## What you should do
Reply only with how many lines in these entries hold the string "iter".

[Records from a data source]
::::

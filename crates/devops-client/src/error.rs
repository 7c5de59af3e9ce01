//! Error types for the remote access layer.

use thiserror::Error;

/// Errors raised by the facade and its connections.
#[derive(Debug, Error)]
pub enum ClientError {
    /// A precondition on the arguments failed; no remote call was made.
    #[error("invalid argument: {0}")]
    InvalidArgument(String),

    /// The service answered with a non-success status.
    #[error("remote call failed with status {status}: {message}")]
    Remote {
        /// HTTP status code.
        status: u16,
        /// Response body or reason.
        message: String,
    },

    /// The request could not be sent or the response not read.
    #[error("HTTP error: {0}")]
    Http(String),

    /// The service answered with data this client does not understand.
    #[error("unexpected response: {0}")]
    UnexpectedResponse(String),

    /// JSON parsing error.
    #[error("JSON error: {0}")]
    Json(#[from] serde_json::Error),
}

impl ClientError {
    /// Creates an `InvalidArgument` error.
    pub fn invalid(message: impl Into<String>) -> Self {
        Self::InvalidArgument(message.into())
    }

    /// Whether this is a local precondition failure.
    pub fn is_invalid_argument(&self) -> bool {
        matches!(self, Self::InvalidArgument(_))
    }

    /// Whether the service reported the resource as missing.
    pub fn is_not_found(&self) -> bool {
        matches!(self, Self::Remote { status: 404, .. })
    }
}

impl From<reqwest::Error> for ClientError {
    fn from(e: reqwest::Error) -> Self {
        ClientError::Http(e.to_string())
    }
}

/// Result type for remote operations.
pub type Result<T> = std::result::Result<T, ClientError>;
//! Remote access facade for the Azure DevOps / VSTS REST API.
//!
//! [`VstsService`] exposes the operations the bot needs (profile, accounts,
//! projects, builds, releases, approvals). Each call validates its
//! arguments, opens a fresh [`Connection`] from a [`ConnectionFactory`] for
//! the right [`Endpoint`], and releases it before returning.
//!
//! # Example
//!
//! ```no_run
//! use std::sync::Arc;
//! use devops_client::{HttpConnectionFactory, VstsService};
//!
//! # async fn run() -> devops_client::Result<()> {
//! let service = VstsService::new(Arc::new(HttpConnectionFactory::new()));
//! let profile = service.get_profile("access-token").await?;
//! let accounts = service.get_accounts(&profile.id, "access-token").await?;
//! # Ok(())
//! # }
//! ```

pub mod connection;
pub mod credential;
pub mod endpoint;
pub mod error;
pub mod http;
pub mod mock;
pub mod oauth;
pub mod service;

pub use connection::{Connection, ConnectionFactory};
pub use credential::Credential;
pub use endpoint::{Endpoint, PROFILE_ENDPOINT};
pub use error::{ClientError, Result};
pub use http::{HttpConnection, HttpConnectionFactory};
pub use mock::{MockConnectionFactory, MockData, RemoteCall};
pub use oauth::{OAuthClient, TokenResponse};
pub use service::VstsService;
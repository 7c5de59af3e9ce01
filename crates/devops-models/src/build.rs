//! Build definitions and builds.

use chrono::{DateTime, Utc};
use serde::{Deserialize, Serialize};

/// A reference to a definition by id (and optionally name).
#[derive(Debug, Clone, PartialEq, Eq, Serialize, Deserialize)]
#[serde(rename_all = "camelCase")]
pub struct DefinitionReference {
    /// Definition id.
    pub id: i32,

    /// Definition name.
    #[serde(default, skip_serializing_if = "Option::is_none")]
    pub name: Option<String>,
}

impl DefinitionReference {
    /// Creates a reference to the definition with the given id.
    pub fn new(id: i32) -> Self {
        Self { id, name: None }
    }
}

/// A build definition (the template a build is queued from).
#[derive(Debug, Clone, PartialEq, Eq, Serialize, Deserialize)]
#[serde(rename_all = "camelCase")]
pub struct BuildDefinition {
    /// Definition id.
    pub id: i32,

    /// Definition name.
    pub name: String,

    /// Folder path of the definition.
    #[serde(default, skip_serializing_if = "Option::is_none")]
    pub path: Option<String>,

    /// REST URL of the definition.
    #[serde(default, skip_serializing_if = "Option::is_none")]
    pub url: Option<String>,
}

impl BuildDefinition {
    /// Creates a build definition.
    pub fn new(id: i32, name: impl Into<String>) -> Self {
        Self {
            id,
            name: name.into(),
            path: None,
            url: None,
        }
    }
}

/// A build: one execution of a build definition.
#[derive(Debug, Clone, PartialEq, Eq, Serialize, Deserialize)]
#[serde(rename_all = "camelCase")]
pub struct Build {
    /// Build id.
    pub id: i32,

    /// Human readable build number (e.g. "20240101.3").
    #[serde(default)]
    pub build_number: String,

    /// Build status (e.g. "notStarted", "inProgress", "completed").
    #[serde(default, skip_serializing_if = "Option::is_none")]
    pub status: Option<String>,

    /// Build result once completed (e.g. "succeeded").
    #[serde(default, skip_serializing_if = "Option::is_none")]
    pub result: Option<String>,

    /// When the build was last changed.
    pub last_changed_date: DateTime<Utc>,

    /// The definition this build ran.
    #[serde(default, skip_serializing_if = "Option::is_none")]
    pub definition: Option<DefinitionReference>,
}

impl Build {
    /// Creates a build with the given id, number and last-changed time.
    pub fn new(id: i32, build_number: impl Into<String>, last_changed_date: DateTime<Utc>) -> Self {
        Self {
            id,
            build_number: build_number.into(),
            status: None,
            result: None,
            last_changed_date,
            definition: None,
        }
    }

    /// Returns the build with the most recent `last_changed_date`, if any.
    pub fn latest(builds: &[Build]) -> Option<&Build> {
        builds.iter().max_by_key(|b| b.last_changed_date)
    }
}

/// Body of a queue-build request.
#[derive(Debug, Clone, PartialEq, Eq, Serialize, Deserialize)]
#[serde(rename_all = "camelCase")]
pub struct QueueBuildRequest {
    /// Definition to queue.
    pub definition: DefinitionReference,
}

impl QueueBuildRequest {
    /// Creates a request to queue the given definition.
    pub fn new(definition_id: i32) -> Self {
        Self {
            definition: DefinitionReference::new(definition_id),
        }
    }
}

#[cfg(test)]
mod tests {
    use super::*;
    use chrono::TimeZone;

    #[test]
    fn test_latest_picks_most_recent() {
        let builds = vec![
            Build::new(1, "1", Utc.with_ymd_and_hms(2024, 1, 1, 0, 0, 0).unwrap()),
            Build::new(2, "2", Utc.with_ymd_and_hms(2024, 3, 1, 0, 0, 0).unwrap()),
            Build::new(3, "3", Utc.with_ymd_and_hms(2024, 2, 1, 0, 0, 0).unwrap()),
        ];
        assert_eq!(Build::latest(&builds).map(|b| b.id), Some(2));
    }

    #[test]
    fn test_latest_empty() {
        assert!(Build::latest(&[]).is_none());
    }

    #[test]
    fn test_queue_request_shape() {
        let json = serde_json::to_value(QueueBuildRequest::new(42)).unwrap();
        assert_eq!(json["definition"]["id"], 42);
        assert!(json["definition"].get("name").is_none());
    }

    #[test]
    fn test_build_deserialize() {
        let json = r#"{
            "id": 7,
            "buildNumber": "20240101.1",
            "status": "completed",
            "result": "succeeded",
            "lastChangedDate": "2024-01-01T10:00:00Z",
            "definition": {"id": 3, "name": "CI"}
        }"#;
        let build: Build = serde_json::from_str(json).unwrap();
        assert_eq!(build.id, 7);
        assert_eq!(build.definition.unwrap().id, 3);
    }
}
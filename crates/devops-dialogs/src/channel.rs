//! Outbound reply channel.

use std::sync::Mutex;

use async_trait::async_trait;
use devops_models::{ConversationRef, Reply};

use crate::error::Result;

/// Delivers replies to a conversation.
#[async_trait]
pub trait Channel: Send + Sync {
    /// Posts `reply` to `conversation`.
    async fn send(&self, conversation: &ConversationRef, reply: Reply) -> Result<()>;
}

/// Channel that keeps every reply in memory.
#[derive(Default)]
pub struct MemoryChannel {
    sent: Mutex<Vec<(ConversationRef, Reply)>>,
}

impl MemoryChannel {
    pub fn new() -> Self {
        Self::default()
    }

    /// Replies sent so far, in order.
    pub fn replies(&self) -> Vec<Reply> {
        self.sent
            .lock()
            .map(|sent| sent.iter().map(|(_, reply)| reply.clone()).collect())
            .unwrap_or_default()
    }

    /// Replies sent to one conversation.
    pub fn replies_to(&self, conversation: &str) -> Vec<Reply> {
        self.sent
            .lock()
            .map(|sent| {
                sent.iter()
                    .filter(|(conv, _)| conv.id == conversation)
                    .map(|(_, reply)| reply.clone())
                    .collect()
            })
            .unwrap_or_default()
    }

    pub fn clear(&self) {
        if let Ok(mut sent) = self.sent.lock() {
            sent.clear();
        }
    }
}

#[async_trait]
impl Channel for MemoryChannel {
    async fn send(&self, conversation: &ConversationRef, reply: Reply) -> Result<()> {
        if let Ok(mut sent) = self.sent.lock() {
            sent.push((conversation.clone(), reply));
        }
        Ok(())
    }
}
//! Per-conversation session state.

use chrono::{DateTime, Utc};
use devops_models::{ApprovalStatus, Profile};
use serde::{Deserialize, Serialize};

/// A signed-in user's access token and profile.
#[derive(Debug, Clone, PartialEq, Eq, Serialize, Deserialize)]
#[serde(rename_all = "camelCase")]
pub struct SignIn {
    /// Bearer token for facade calls.
    pub access_token: String,
    /// Profile of the token's owner.
    pub profile: Profile,
    /// When the token stops working, if known.
    #[serde(default, skip_serializing_if = "Option::is_none")]
    pub expires_at: Option<DateTime<Utc>>,
}

impl SignIn {
    pub fn new(access_token: impl Into<String>, profile: Profile) -> Self {
        Self {
            access_token: access_token.into(),
            profile,
            expires_at: None,
        }
    }

    /// Whether the token has expired at `now`.
    pub fn is_expired(&self, now: DateTime<Utc>) -> bool {
        self.expires_at.is_some_and(|at| at <= now)
    }
}

/// Where a multi-turn dialog is waiting.
#[derive(Debug, Clone, Copy, PartialEq, Eq, Serialize, Deserialize)]
#[serde(tag = "step", rename_all = "camelCase")]
pub enum DialogStep {
    /// Waiting for an account name.
    SelectAccount,
    /// Waiting for a team project name.
    SelectProject,
    /// Waiting for the comment of an approval decision.
    #[serde(rename_all = "camelCase")]
    ApprovalComment {
        approval_id: i32,
        status: ApprovalStatus,
    },
}

/// Session state of one conversation.
#[derive(Debug, Clone, Default, PartialEq, Eq, Serialize, Deserialize)]
#[serde(rename_all = "camelCase")]
pub struct ConversationState {
    #[serde(default, skip_serializing_if = "Option::is_none")]
    pub sign_in: Option<SignIn>,

    /// OAuth `state` nonce of a sign-in in progress.
    #[serde(default, skip_serializing_if = "Option::is_none")]
    pub pending_sign_in: Option<String>,

    /// Selected account name.
    #[serde(default, skip_serializing_if = "Option::is_none")]
    pub account: Option<String>,

    /// Selected team project name.
    #[serde(default, skip_serializing_if = "Option::is_none")]
    pub team_project: Option<String>,

    /// Registry key of the dialog awaiting input.
    #[serde(default, skip_serializing_if = "Option::is_none")]
    pub active_dialog: Option<String>,

    #[serde(default, skip_serializing_if = "Option::is_none")]
    pub step: Option<DialogStep>,
}

impl ConversationState {
    /// Token of the signed-in user, unless missing or expired.
    pub fn access_token(&self) -> Option<&str> {
        self.sign_in
            .as_ref()
            .filter(|s| !s.is_expired(Utc::now()))
            .map(|s| s.access_token.as_str())
    }

    /// Profile of the signed-in user.
    pub fn profile(&self) -> Option<&Profile> {
        self.sign_in.as_ref().map(|s| &s.profile)
    }

    /// Selected account and team project, when both are set.
    pub fn scope(&self) -> Option<(&str, &str)> {
        match (self.account.as_deref(), self.team_project.as_deref()) {
            (Some(account), Some(project)) => Some((account, project)),
            _ => None,
        }
    }

    /// Records a completed sign-in. A new user invalidates the selection.
    pub fn signed_in(&mut self, sign_in: SignIn) {
        let same_user = self
            .profile()
            .is_some_and(|p| p.id == sign_in.profile.id);
        if !same_user {
            self.account = None;
            self.team_project = None;
        }
        self.sign_in = Some(sign_in);
        self.pending_sign_in = None;
    }

    /// Drops the active dialog and its step.
    pub fn end_dialog(&mut self) {
        self.active_dialog = None;
        self.step = None;
    }
}

#[cfg(test)]
mod tests {
    use super::*;
    use chrono::Duration;

    #[test]
    fn test_expired_token_is_hidden() {
        let mut state = ConversationState::default();
        let mut sign_in = SignIn::new("tok", Profile::new("me", "Me"));
        sign_in.expires_at = Some(Utc::now() - Duration::minutes(1));
        state.sign_in = Some(sign_in);
        assert!(state.access_token().is_none());

        state.sign_in.as_mut().unwrap().expires_at = Some(Utc::now() + Duration::hours(1));
        assert_eq!(state.access_token(), Some("tok"));
    }

    #[test]
    fn test_new_user_clears_selection() {
        let mut state = ConversationState {
            account: Some("contoso".into()),
            team_project: Some("Fabrikam".into()),
            pending_sign_in: Some("nonce".into()),
            ..Default::default()
        };
        state.signed_in(SignIn::new("tok", Profile::new("me", "Me")));
        assert!(state.scope().is_none());
        assert!(state.pending_sign_in.is_none());

        state.account = Some("contoso".into());
        state.team_project = Some("Fabrikam".into());
        state.signed_in(SignIn::new("tok-2", Profile::new("me", "Me")));
        assert_eq!(state.scope(), Some(("contoso", "Fabrikam")));
    }

    #[test]
    fn test_state_json_shape() {
        let state = ConversationState {
            active_dialog: Some("approvals".into()),
            step: Some(DialogStep::ApprovalComment {
                approval_id: 5,
                status: ApprovalStatus::Approved,
            }),
            ..Default::default()
        };
        let json = serde_json::to_value(&state).unwrap();
        assert_eq!(json["activeDialog"], "approvals");
        assert_eq!(json["step"]["step"], "approvalComment");
        assert_eq!(json["step"]["approvalId"], 5);
        let back: ConversationState = serde_json::from_value(json).unwrap();
        assert_eq!(back, state);
    }
}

::::

## Exercise response
3